Data supplied -
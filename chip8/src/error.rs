/// Fatal machine conditions. None of these are recoverable by the interpreter itself;
/// the embedding application decides whether to halt or reset.
#[derive(Debug, thiserror::Error, PartialEq, Eq)]
pub enum Chip8Error {
    #[error("invalid instruction {opcode:#06x} at {addr:#05x}")]
    InvalidInstruction { opcode: u16, addr: u16 },

    #[error("call stack overflow at {addr:#05x}")]
    StackOverflow { addr: u16 },

    #[error("return with empty call stack at {addr:#05x}")]
    StackUnderflow { addr: u16 },

    #[error("rom is too large ({len} bytes), max size is {max} bytes")]
    RomTooLarge { len: usize, max: usize },
}
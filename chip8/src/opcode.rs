use std::fmt::Display;

use crate::error::Chip8Error;
use crate::registers::Register;

/// The raw fields of an instruction word
#[derive(Clone, Copy, Debug)]
pub struct Opcode {
    pub raw: u16,
    pub c: u8,
    pub x: Register,
    pub y: Register,
    pub n: u8,
    pub nn: u8,
    pub nnn: u16,
}

impl From<u16> for Opcode {
    fn from(raw: u16) -> Self {
        Self {
            raw,
            c: ((raw & 0xF000) >> 12) as u8,
            x: Register::from_nibble(raw >> 8),
            y: Register::from_nibble(raw >> 4),
            n: (raw & 0x000F) as u8,
            nn: (raw & 0x00FF) as u8,
            nnn: raw & 0x0FFF,
        }
    }
}

impl Display for Opcode {
    fn fmt(&self, f: &mut std::fmt::Formatter<'_>) -> std::fmt::Result {
        write!(f, "{:#06x}", self.raw)
    }
}

/// One of the 35 classic instructions
#[derive(Clone, Copy, Debug, PartialEq, Eq)]
pub enum Instruction {
    /// 00E0
    Cls,
    /// 00EE
    Ret,
    /// 1NNN
    Jump(u16),
    /// 2NNN
    Call(u16),
    /// 3XNN
    SkipEq(Register, u8),
    /// 4XNN
    SkipNe(Register, u8),
    /// 5XY0
    SkipRegEq(Register, Register),
    /// 6XNN
    Set(Register, u8),
    /// 7XNN
    Add(Register, u8),
    /// 8XY0
    RegSet(Register, Register),
    /// 8XY1
    RegOr(Register, Register),
    /// 8XY2
    RegAnd(Register, Register),
    /// 8XY3
    RegXor(Register, Register),
    /// 8XY4
    RegAdd(Register, Register),
    /// 8XY5
    RegSubRight(Register, Register),
    /// 8XY6
    RegShiftRight(Register, Register),
    /// 8XY7
    RegSubLeft(Register, Register),
    /// 8XYE
    RegShiftLeft(Register, Register),
    /// 9XY0
    SkipRegNe(Register, Register),
    /// ANNN
    SetIndex(u16),
    /// BNNN
    JumpWithOffset(u16),
    /// CXNN
    Random(Register, u8),
    /// DXYN
    Draw(Register, Register, u8),
    /// EX9E
    SkipIfKeyDown(Register),
    /// EXA1
    SkipIfKeyUp(Register),
    /// FX07
    DelayGet(Register),
    /// FX0A
    WaitKey(Register),
    /// FX15
    DelaySet(Register),
    /// FX18
    SoundSet(Register),
    /// FX1E
    AddToIndex(Register),
    /// FX29
    FontCharacter(Register),
    /// FX33
    Bcd(Register),
    /// FX55
    MemoryStore(Register),
    /// FX65
    MemoryLoad(Register),
}

impl Instruction {
    /// Decode an instruction word. `addr` is only used to report where an invalid word was found.
    pub fn decode(raw: u16, addr: u16) -> Result<Self, Chip8Error> {
        use Instruction::*;

        let op = Opcode::from(raw);
        let instruction = match op.c {
            0x0 => match op.nnn {
                0x0E0 => Cls,
                0x0EE => Ret,
                _ => return Err(invalid(op, addr)),
            },
            0x1 => Jump(op.nnn),
            0x2 => Call(op.nnn),
            0x3 => SkipEq(op.x, op.nn),
            0x4 => SkipNe(op.x, op.nn),
            0x5 if op.n == 0 => SkipRegEq(op.x, op.y),
            0x6 => Set(op.x, op.nn),
            0x7 => Add(op.x, op.nn),
            0x8 => match op.n {
                0x0 => RegSet(op.x, op.y),
                0x1 => RegOr(op.x, op.y),
                0x2 => RegAnd(op.x, op.y),
                0x3 => RegXor(op.x, op.y),
                0x4 => RegAdd(op.x, op.y),
                0x5 => RegSubRight(op.x, op.y),
                0x6 => RegShiftRight(op.x, op.y),
                0x7 => RegSubLeft(op.x, op.y),
                0xE => RegShiftLeft(op.x, op.y),
                _ => return Err(invalid(op, addr)),
            },
            0x9 if op.n == 0 => SkipRegNe(op.x, op.y),
            0xA => SetIndex(op.nnn),
            0xB => JumpWithOffset(op.nnn),
            0xC => Random(op.x, op.nn),
            0xD => Draw(op.x, op.y, op.n),
            0xE => match op.nn {
                0x9E => SkipIfKeyDown(op.x),
                0xA1 => SkipIfKeyUp(op.x),
                _ => return Err(invalid(op, addr)),
            },
            0xF => match op.nn {
                0x07 => DelayGet(op.x),
                0x0A => WaitKey(op.x),
                0x15 => DelaySet(op.x),
                0x18 => SoundSet(op.x),
                0x1E => AddToIndex(op.x),
                0x29 => FontCharacter(op.x),
                0x33 => Bcd(op.x),
                0x55 => MemoryStore(op.x),
                0x65 => MemoryLoad(op.x),
                _ => return Err(invalid(op, addr)),
            },
            _ => return Err(invalid(op, addr)),
        };
        Ok(instruction)
    }
}

fn invalid(op: Opcode, addr: u16) -> Chip8Error {
    Chip8Error::InvalidInstruction {
        opcode: op.raw,
        addr,
    }
}

impl Display for Instruction {
    fn fmt(&self, f: &mut std::fmt::Formatter<'_>) -> std::fmt::Result {
        use Instruction::*;

        match *self {
            Cls => write!(f, "CLS"),
            Ret => write!(f, "RET"),
            Jump(nnn) => write!(f, "JP {:#05x}", nnn),
            Call(nnn) => write!(f, "CALL {:#05x}", nnn),
            SkipEq(x, nn) => write!(f, "SE {}, {:#04x}", x, nn),
            SkipNe(x, nn) => write!(f, "SNE {}, {:#04x}", x, nn),
            SkipRegEq(x, y) => write!(f, "SE {}, {}", x, y),
            Set(x, nn) => write!(f, "LD {}, {:#04x}", x, nn),
            Add(x, nn) => write!(f, "ADD {}, {:#04x}", x, nn),
            RegSet(x, y) => write!(f, "LD {}, {}", x, y),
            RegOr(x, y) => write!(f, "OR {}, {}", x, y),
            RegAnd(x, y) => write!(f, "AND {}, {}", x, y),
            RegXor(x, y) => write!(f, "XOR {}, {}", x, y),
            RegAdd(x, y) => write!(f, "ADD {}, {}", x, y),
            RegSubRight(x, y) => write!(f, "SUB {}, {}", x, y),
            RegShiftRight(x, y) => write!(f, "SHR {}, {}", x, y),
            RegSubLeft(x, y) => write!(f, "SUBN {}, {}", x, y),
            RegShiftLeft(x, y) => write!(f, "SHL {}, {}", x, y),
            SkipRegNe(x, y) => write!(f, "SNE {}, {}", x, y),
            SetIndex(nnn) => write!(f, "LD I, {:#05x}", nnn),
            JumpWithOffset(nnn) => write!(f, "JP V0, {:#05x}", nnn),
            Random(x, nn) => write!(f, "RND {}, {:#04x}", x, nn),
            Draw(x, y, n) => write!(f, "DRW {}, {}, {}", x, y, n),
            SkipIfKeyDown(x) => write!(f, "SKP {}", x),
            SkipIfKeyUp(x) => write!(f, "SKNP {}", x),
            DelayGet(x) => write!(f, "LD {}, DT", x),
            WaitKey(x) => write!(f, "LD {}, K", x),
            DelaySet(x) => write!(f, "LD DT, {}", x),
            SoundSet(x) => write!(f, "LD ST, {}", x),
            AddToIndex(x) => write!(f, "ADD I, {}", x),
            FontCharacter(x) => write!(f, "LD F, {}", x),
            Bcd(x) => write!(f, "LD B, {}", x),
            MemoryStore(x) => write!(f, "LD [I], {}", x),
            MemoryLoad(x) => write!(f, "LD {}, [I]", x),
        }
    }
}

#[cfg(test)]
mod tests {
    use super::{Instruction, Opcode};
    use crate::error::Chip8Error;
    use crate::registers::Register;

    fn v(n: u16) -> Register {
        Register::from_nibble(n)
    }

    #[test]
    fn test_opcode_fields() {
        let op = Opcode::from(0xD12A);
        assert_eq!(op.c, 0xD);
        assert_eq!(op.x, v(1));
        assert_eq!(op.y, v(2));
        assert_eq!(op.n, 0xA);
        assert_eq!(op.nn, 0x2A);
        assert_eq!(op.nnn, 0x12A);
        assert_eq!(op.to_string(), "0xd12a");
    }

    #[test]
    fn test_decode() {
        assert_eq!(Instruction::decode(0x00E0, 0), Ok(Instruction::Cls));
        assert_eq!(Instruction::decode(0x00EE, 0), Ok(Instruction::Ret));
        assert_eq!(Instruction::decode(0x1ABC, 0), Ok(Instruction::Jump(0xABC)));
        assert_eq!(
            Instruction::decode(0x8AB4, 0),
            Ok(Instruction::RegAdd(v(0xA), v(0xB)))
        );
        assert_eq!(
            Instruction::decode(0xD015, 0),
            Ok(Instruction::Draw(v(0), v(1), 5))
        );
        assert_eq!(
            Instruction::decode(0xF265, 0),
            Ok(Instruction::MemoryLoad(v(2)))
        );
    }

    #[test]
    fn test_decode_invalid() {
        for raw in [0x0000, 0x0123, 0x5121, 0x8128, 0x912F, 0xE19F, 0xF1FF] {
            assert_eq!(
                Instruction::decode(raw, 0x2F0),
                Err(Chip8Error::InvalidInstruction {
                    opcode: raw,
                    addr: 0x2F0
                })
            );
        }
    }

    #[test]
    fn test_disassembly() {
        let text = |raw| Instruction::decode(raw, 0).unwrap().to_string();
        assert_eq!(text(0x00E0), "CLS");
        assert_eq!(text(0x2300), "CALL 0x300");
        assert_eq!(text(0x6A2A), "LD VA, 0x2a");
        assert_eq!(text(0x8126), "SHR V1, V2");
        assert_eq!(text(0xD015), "DRW V0, V1, 5");
        assert_eq!(text(0xF30A), "LD V3, K");
    }
}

Work item - The expected response is the material above given again line by line, from its first line to the line holding "stack overflow at", inclusive.

Worked solution -
filename chip8/src/error.rs
/// Fatal machine conditions. None of these are recoverable by the interpreter itself;
/// the embedding application decides whether to halt or reset.
#[derive(Debug, thiserror::Error, PartialEq, Eq)]
pub enum Chip8Error {
    #[error("invalid instruction {opcode:#06x} at {addr:#05x}")]
    InvalidInstruction { opcode: u16, addr: u16 },

    #[error("call stack overflow at {addr:#05x}")]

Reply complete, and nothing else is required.